- United States
- Mich.
- Letter
The Kettering-Gallup Democracy for All Project recently surveyed 20,338 adults and found that only 10% of LGBTQ+ people believe democracy is functioning well, compared to 24% of Americans overall. This disparity should alarm anyone who values representative government. When a significant portion of your constituents lose faith in our democratic institutions, it signals a fundamental failure that threatens us all.

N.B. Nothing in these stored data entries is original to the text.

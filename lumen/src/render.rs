//! The minimal frame loop that light filtering plugs into.
//!
//! A renderer owns a [`RenderManager`], which holds the active [`LightFilter`], and one
//! or more [`ViewPort`]s, each with a camera, the scenes it shows, and the
//! [`SceneProcessor`]s that hook into its frames.

use alloc::boxed::Box;
use alloc::rc::Rc;
use alloc::vec::Vec;
use core::{fmt, mem};

use crate::camera::Camera;
use crate::filter::{DefaultLightFilter, LightFilter};
use crate::light::LightList;
use crate::scene::Geometry;


/// What a [`SceneProcessor`] may look at during a frame.
#[derive(Clone, Copy)]
pub struct ViewContext<'a> {
    camera: &'a Camera,
    scenes: &'a [Rc<dyn Geometry>],
}

impl<'a> ViewContext<'a> {
    /// Constructs a context from its parts.
    #[inline]
    pub fn new(camera: &'a Camera, scenes: &'a [Rc<dyn Geometry>]) -> Self {
        Self { camera, scenes }
    }

    /// Returns the camera of the view port being rendered.
    #[inline]
    pub fn camera(&self) -> &'a Camera {
        self.camera
    }

    /// Returns the root of every scene attached to the view port.
    #[inline]
    pub fn scenes(&self) -> &'a [Rc<dyn Geometry>] {
        self.scenes
    }
}

impl fmt::Debug for ViewContext<'_> {
    fn fmt(&self, f: &mut fmt::Formatter<'_>) -> fmt::Result {
        f.debug_struct("ViewContext")
            .field("camera", self.camera)
            .field("scenes", &self.scenes.len())
            .finish()
    }
}

/// Hooks into the frames of one [`ViewPort`].
///
/// [`RenderManager::render_view_port()`] initializes a processor on the first frame
/// after it is added, and [`RenderManager::remove_processor()`] cleans it up.
pub trait SceneProcessor: fmt::Debug {
    /// Prepares the processor, possibly reconfiguring `render_manager`.
    fn initialize(&mut self, render_manager: &mut RenderManager, view: &ViewContext<'_>);

    /// Returns whether [`initialize()`](Self::initialize) has been called more recently
    /// than [`cleanup()`](Self::cleanup).
    fn is_initialized(&self) -> bool;

    /// Called at the start of each frame with the time in seconds since the last one.
    #[inline]
    fn pre_frame(&mut self, tpf: f32) {
        _ = tpf;
    }

    /// Called once the objects to draw are known, before any of them is filtered.
    fn post_queue(&mut self, view: &ViewContext<'_>);

    /// Called after every queued object has been filtered.
    #[inline]
    fn post_frame(&mut self) {}

    /// Undoes whatever [`initialize()`](Self::initialize) did to `render_manager`.
    fn cleanup(&mut self, render_manager: &mut RenderManager);
}

// -------------------------------------------------------------------------------------------------

/// A camera, the scenes it shows, and the objects queued to be drawn this frame.
pub struct ViewPort {
    camera: Camera,
    scenes: Vec<Rc<dyn Geometry>>,
    queue: Vec<Rc<dyn Geometry>>,
    processors: Vec<Box<dyn SceneProcessor>>,
}

impl ViewPort {
    /// Constructs a view port with no scenes, queued objects, or processors.
    #[inline]
    pub fn new(camera: Camera) -> Self {
        Self {
            camera,
            scenes: Vec::new(),
            queue: Vec::new(),
            processors: Vec::new(),
        }
    }

    /// Returns the camera.
    #[inline]
    pub fn camera(&self) -> &Camera {
        &self.camera
    }

    /// Replaces the camera. Filtering picks up the change in the next frame.
    #[inline]
    pub fn set_camera(&mut self, camera: Camera) {
        self.camera = camera;
    }

    /// Adds a scene root, whose world light list processors may inspect.
    #[inline]
    pub fn attach_scene(&mut self, scene: Rc<dyn Geometry>) {
        self.scenes.push(scene);
    }

    /// Returns the attached scene roots.
    #[inline]
    pub fn scenes(&self) -> &[Rc<dyn Geometry>] {
        &self.scenes
    }

    /// Queues an object to be drawn, and therefore light-filtered, in the next frame.
    #[inline]
    pub fn enqueue(&mut self, geometry: Rc<dyn Geometry>) {
        self.queue.push(geometry);
    }

    /// Returns the objects queued for the next frame.
    #[inline]
    pub fn queue(&self) -> &[Rc<dyn Geometry>] {
        &self.queue
    }

    /// Adds a processor. It is initialized at the start of the next frame.
    #[inline]
    pub fn add_processor(&mut self, processor: impl SceneProcessor + 'static) {
        self.processors.push(Box::new(processor));
    }

    /// Returns the processors in the order they run.
    #[inline]
    pub fn processors(&self) -> &[Box<dyn SceneProcessor>] {
        &self.processors
    }
}

impl fmt::Debug for ViewPort {
    fn fmt(&self, f: &mut fmt::Formatter<'_>) -> fmt::Result {
        f.debug_struct("ViewPort")
            .field("camera", &self.camera)
            .field("scenes", &self.scenes.len())
            .field("queue", &self.queue.len())
            .field("processors", &self.processors)
            .finish()
    }
}

// -------------------------------------------------------------------------------------------------

/// Owns the active [`LightFilter`] and runs frames of [`ViewPort`]s.
#[derive(Debug)]
pub struct RenderManager {
    light_filter: Box<dyn LightFilter>,
}

impl RenderManager {
    /// Constructs a render manager using the given light filter.
    #[inline]
    pub fn new(light_filter: Box<dyn LightFilter>) -> Self {
        Self { light_filter }
    }

    /// Returns the active light filter.
    #[inline]
    pub fn light_filter(&self) -> &dyn LightFilter {
        &*self.light_filter
    }

    /// Installs a different light filter, returning the one it replaces.
    #[inline]
    pub fn replace_light_filter(
        &mut self,
        light_filter: Box<dyn LightFilter>,
    ) -> Box<dyn LightFilter> {
        mem::replace(&mut self.light_filter, light_filter)
    }

    /// Runs one frame of `view_port`, returning the filtered light list of each object
    /// that was queued, in queue order. The queue is left empty.
    ///
    /// In order, this:
    /// 1. initializes processors that are not initialized,
    /// 2. calls [`SceneProcessor::pre_frame()`],
    /// 3. sets the filter's camera to the view port's,
    /// 4. calls [`SceneProcessor::post_queue()`],
    /// 5. filters the lights of every queued object,
    /// 6. calls [`SceneProcessor::post_frame()`].
    #[allow(clippy::missing_inline_in_public_items)]
    pub fn render_view_port(&mut self, view_port: &mut ViewPort, tpf: f32) -> Vec<LightList> {
        // Processors need the rest of the view port, and us, while they run.
        let mut processors = mem::take(&mut view_port.processors);
        let view = ViewContext::new(&view_port.camera, &view_port.scenes);

        for processor in &mut processors {
            if !processor.is_initialized() {
                processor.initialize(self, &view);
            }
        }
        for processor in &mut processors {
            processor.pre_frame(tpf);
        }

        self.light_filter.set_camera(view.camera());

        for processor in &mut processors {
            processor.post_queue(&view);
        }

        let queue = mem::take(&mut view_port.queue);
        let lists = queue
            .iter()
            .map(|geometry| {
                let mut output = LightList::new();
                self.light_filter.filter_lights(&**geometry, &mut output);
                output
            })
            .collect();
        log::trace!("filtered lights of {} objects", queue.len());

        for processor in &mut processors {
            processor.post_frame();
        }

        view_port.processors = processors;
        lists
    }

    /// Removes the processor at `index` from `view_port`, cleaning it up if it was
    /// initialized.
    ///
    /// Panics if `index` is out of bounds.
    #[track_caller]
    #[allow(clippy::missing_inline_in_public_items)]
    pub fn remove_processor(
        &mut self,
        view_port: &mut ViewPort,
        index: usize,
    ) -> Box<dyn SceneProcessor> {
        let mut processor = view_port.processors.remove(index);
        if processor.is_initialized() {
            processor.cleanup(self);
        }
        processor
    }
}

/// Uses a [`DefaultLightFilter`].
impl Default for RenderManager {
    #[inline]
    fn default() -> Self {
        Self::new(Box::new(DefaultLightFilter::new()))
    }
}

The data reveals why this crisis exists. According to the Human Rights Campaign's 2020 report, 24% of LGBTQ adults have been prevented from voting in at least one election due to ID requirement issues. For transgender people of color, that number jumps to 46% who didn't vote in one or more elections because their ID listed an incorrect gender, name, or photo. The Williams Institute estimates hundreds of thousands of transgender voters in states with strict ID requirements face potential disenfranchisement due to mismatched documents.
Beyond voting access, LGBTQ+ constituents face systematic exclusion from other democratic pillars. Public hearings on anti-transgender legislation routinely ignore overwhelming opposition testimony. Montana State Representative Zooey Zephyr had her microphone shut off on the House floor for speaking about harm caused by anti-transgender laws. College professors lose their jobs for teaching LGBTQ+ topics. Courts permit LGBTQ+ foster children to be placed with families that oppose their identities, exposing them to conversion therapy risks.
These aren't abstract policy debates. They represent constituents being denied equal protection, free speech, the right to petition government, and voting access. History shows that anti-democratic tools rehearsed on vulnerable populations never stay confined to one group. They normalize, then expand to target anyone who falls out of favor with those seeking power.
I urge you to oppose any legislation that restricts voting access, limits free speech protections, or denies equal treatment under law for LGBTQ+ constituents. Democracy cannot function when it works for some but fails others. Your constituents are watching how you respond to this crisis of democratic legitimacy.